═════ Task input ═════
// gradgraph
// Expression graphs with symbolic and automatic differentiation

pub mod error;
pub mod tensor;
pub mod op;
pub mod graph;
pub mod grad;
pub mod compiler;
pub mod tape;
pub mod lisp;

pub use error::{ComputeError, GraphError, Result};
pub use tensor::{DType, Tensor};
pub use op::{Axes, GradBuilder, Op};
pub use graph::{DualValue, Graph, Node, NodeId, NodeKind};
pub use grad::grad;
pub use compiler::{compile, compile_with, CompileOptions, InputSlot, Instruction, Location, LocationMap, Program};
pub use tape::TapeMachine;
pub use lisp::{LispMachine, MachineOptions};
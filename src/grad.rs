//! Reverse-mode differentiation, symbolic and automatic.

use std::collections::BTreeMap;

use log::debug;

use crate::error::{ComputeError, GraphError, Result};
use crate::graph::{Graph, NodeId, NodeKind};
use crate::op::{GradBuilder, Op};
use crate::tensor::Tensor;

/// Builds gradient expressions as graph nodes.
struct SymbolicBuilder<'g> {
    graph: &'g mut Graph,
}

impl GradBuilder for SymbolicBuilder<'_> {
    type Handle = NodeId;
    type Error = GraphError;

    fn apply(&mut self, op: Op, operands: &[NodeId]) -> Result<NodeId> {
        self.graph.apply(op, operands)
    }

    fn constant(&mut self, value: f64, like: &NodeId) -> Result<NodeId> {
        let dtype = self.graph.node(*like)?.dtype();
        Ok(self.graph.scalar(value, dtype))
    }

    fn shape(&self, handle: &NodeId) -> Vec<usize> {
        self.graph
            .node(*handle)
            .map(|n| n.shape().to_vec())
            .unwrap_or_default()
    }
}

/// Evaluates gradient rules eagerly on tensors.
pub(crate) struct NumericBuilder;

impl GradBuilder for NumericBuilder {
    type Handle = Tensor;
    type Error = ComputeError;

    fn apply(&mut self, op: Op, operands: &[Tensor]) -> std::result::Result<Tensor, ComputeError> {
        let refs: Vec<&Tensor> = operands.iter().collect();
        op.forward(&refs)
    }

    fn constant(&mut self, value: f64, like: &Tensor) -> std::result::Result<Tensor, ComputeError> {
        Ok(Tensor::scalar(value).with_dtype(like.dtype()))
    }

    fn shape(&self, handle: &Tensor) -> Vec<usize> {
        handle.shape().to_vec()
    }
}

/// Extends `graph` with nodes computing d`output`/d`wrt[i]` and returns them
/// in the order requested. Each gradient node is also recorded as the
/// gradient back-reference of its node (see [`Graph::grad_node`]).
///
/// Fails with `NotDifferentiable` if `output` does not hold exactly one
/// element and with `NoPath` if some `wrt` node is not an ancestor of
/// `output`; the graph is left untouched in both cases.
///
/// # Panics
/// Panics if a gradient rule produces a gradient whose shape differs from
/// its operand.
pub fn grad(graph: &mut Graph, output: NodeId, wrt: &[NodeId]) -> Result<Vec<NodeId>> {
    let out = graph.node(output)?;
    if !out.is_scalar_shaped() {
        return Err(GraphError::NotDifferentiable {
            node: output,
            reason: format!("output has shape {:?}, expected a scalar", out.shape()),
        });
    }
    let seed = Tensor::ones(out.shape().to_vec(), out.dtype());

    let order = graph.topological_order(&[output])?;
    let mut relevant = vec![false; graph.len()];
    for &id in &order {
        relevant[id.index()] = true;
    }
    for &w in wrt {
        graph.node(w)?;
        if !relevant[w.index()] {
            return Err(GraphError::NoPath { output, wrt: w });
        }
    }

    // Keep only ancestors of `output` that also depend on some `wrt` node.
    relevant.iter_mut().for_each(|r| *r = false);
    for &id in &order {
        let node = graph.node(id)?;
        relevant[id.index()] =
            wrt.contains(&id) || node.operands().iter().any(|o| relevant[o.index()]);
    }

    let first_new = graph.len();
    let built = build_gradients(graph, output, wrt, &order, &relevant, seed);
    graph.mark_derived_from(first_new);
    let result = built?;
    for &w in wrt {
        graph.add_grad_target(w);
    }

    debug!(
        "symbolic gradient of node {} w.r.t. {:?}: {} nodes added",
        output,
        wrt,
        graph.len() - first_new
    );
    Ok(result)
}

/// Appends the gradient expressions for `grad` to the graph. Nodes created
/// here are flagged as derived by the caller even when this fails midway.
fn build_gradients(
    graph: &mut Graph,
    output: NodeId,
    wrt: &[NodeId],
    order: &[NodeId],
    relevant: &[bool],
    seed: Tensor,
) -> Result<Vec<NodeId>> {
    let first_new = graph.len();
    let seed = graph.constant(seed);
    let mut pending: BTreeMap<NodeId, Vec<NodeId>> = BTreeMap::new();
    pending.insert(output, vec![seed]);

    for &id in order.iter().rev() {
        if !relevant[id.index()] {
            continue;
        }
        let Some(contributions) = pending.remove(&id) else {
            continue;
        };
        let total = match contributions.as_slice() {
            [single] => *single,
            many => graph.add_n(many)?,
        };
        graph.set_grad_node(id, total);

        let node = graph.node(id)?;
        let Some(op) = node.op().cloned() else {
            continue;
        };
        let operands = node.operands().to_vec();
        let wants: Vec<bool> = operands.iter().map(|o| relevant[o.index()]).collect();

        let mut builder = SymbolicBuilder { graph: &mut *graph };
        let grads = op.backward(&mut builder, &operands, &id, &total, &wants)?;

        for (operand, g) in operands.iter().zip(grads) {
            let Some(g) = g else { continue };
            assert_eq!(
                graph.node(g)?.shape(),
                graph.node(*operand)?.shape(),
                "{} produced a gradient of the wrong shape for node {}",
                op,
                operand
            );
            pending.entry(*operand).or_default().push(g);
        }
    }

    let mut result = Vec::with_capacity(wrt.len());
    for &w in wrt {
        let g = match graph.grad_node(w) {
            Some(g) if g.index() >= first_new => g,
            _ => {
                // Every path to `w` was cut (e.g. by a step function).
                let node = graph.node(w)?;
                let zeros = Tensor::zeros(node.shape().to_vec(), node.dtype());
                let g = graph.constant(zeros);
                graph.set_grad_node(w, g);
                g
            }
        };
        result.push(g);
    }
    Ok(result)
}

/// Accumulates gradients into the graph's gradient slots by walking `order`
/// (a forward evaluation order whose values are all present) in reverse.
/// Each of `seeds` is seeded with ones. Nodes that receive no contribution
/// end up with a zero gradient.
///
/// # Panics
/// Panics if a gradient rule produces a gradient whose shape differs from
/// its operand.
pub(crate) fn backprop(graph: &mut Graph, order: &[NodeId], seeds: &[NodeId]) -> Result<()> {
    let mut requires = vec![false; graph.len()];
    for &id in order {
        let node = graph.node(id)?;
        requires[id.index()] = match node.kind() {
            NodeKind::Input => true,
            NodeKind::Constant => false,
            NodeKind::Operation(_) => node.operands().iter().any(|o| requires[o.index()]),
        };
    }

    for &seed in seeds {
        let ones = graph
            .value(seed)
            .map(Tensor::ones_like)
            .ok_or_else(|| GraphError::unbound_value(seed))?;
        graph
            .dual_mut(seed)?
            .accumulate(ones)
            .map_err(|source| runtime_error(0, "seed", seed, source))?;
    }

    for (index, &id) in order.iter().enumerate().rev() {
        let node = graph.node(id)?;
        let (Some(op), Some(g)) = (node.op(), node.grad()) else {
            continue;
        };
        let operands = node.operands().to_vec();
        let wants: Vec<bool> = operands.iter().map(|o| requires[o.index()]).collect();
        if !wants.contains(&true) {
            continue;
        }
        let output = node
            .value()
            .cloned()
            .ok_or_else(|| GraphError::unbound_value(id))?;
        let (op, g) = (op.clone(), g.clone());
        let inputs = operands
            .iter()
            .map(|&o| graph.value(o).cloned().ok_or_else(|| GraphError::unbound_value(o)))
            .collect::<Result<Vec<_>>>()?;

        let grads = op
            .backward(&mut NumericBuilder, &inputs, &output, &g, &wants)
            .map_err(|source| runtime_error(index, op.name(), id, source))?;

        for ((operand, input), g) in operands.iter().zip(&inputs).zip(grads) {
            let Some(g) = g else { continue };
            assert_eq!(
                g.shape(),
                input.shape(),
                "{} produced a gradient of the wrong shape for node {}",
                op,
                operand
            );
            graph
                .dual_mut(*operand)?
                .accumulate(g)
                .map_err(|source| runtime_error(index, op.name(), id, source))?;
        }
    }

    for &id in order {
        let dual = graph.dual_mut(id)?;
        if dual.grad.is_none() {
            dual.grad = dual.value.as_ref().map(Tensor::zeros_like);
        }
    }
    Ok(())
}

fn runtime_error(index: usize, op: &'static str, node: NodeId, source: ComputeError) -> GraphError {
    GraphError::Runtime {
        index,
        op,
        node,
        source,
    }
}
// SPDX-FileCopyrightText: 2026 Octogram Contributors
// SPDX-License-Identifier: MIT OR Apache-2.0

//! Typed query modules. Each accepts `&Database` and runs on the single
//! writer thread.

pub mod tokens;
═════
- Brief:
The line with "use crate::tensor::Tensor;" marks the end; reproduce exactly every line from the start of the entries up to it, that line included.

- Task response:
// gradgraph
// Expression graphs with symbolic and automatic differentiation

pub mod error;
pub mod tensor;
pub mod op;
pub mod graph;
pub mod grad;
pub mod compiler;
pub mod tape;
pub mod lisp;

pub use error::{ComputeError, GraphError, Result};
pub use tensor::{DType, Tensor};
pub use op::{Axes, GradBuilder, Op};
pub use graph::{DualValue, Graph, Node, NodeId, NodeKind};
pub use grad::grad;
pub use compiler::{compile, compile_with, CompileOptions, InputSlot, Instruction, Location, LocationMap, Program};
pub use tape::TapeMachine;
pub use lisp::{LispMachine, MachineOptions};
filename src/grad.rs
//! Reverse-mode differentiation, symbolic and automatic.

use std::collections::BTreeMap;

use log::debug;

use crate::error::{ComputeError, GraphError, Result};
use crate::graph::{Graph, NodeId, NodeKind};
use crate::op::{GradBuilder, Op};
use crate::tensor::Tensor;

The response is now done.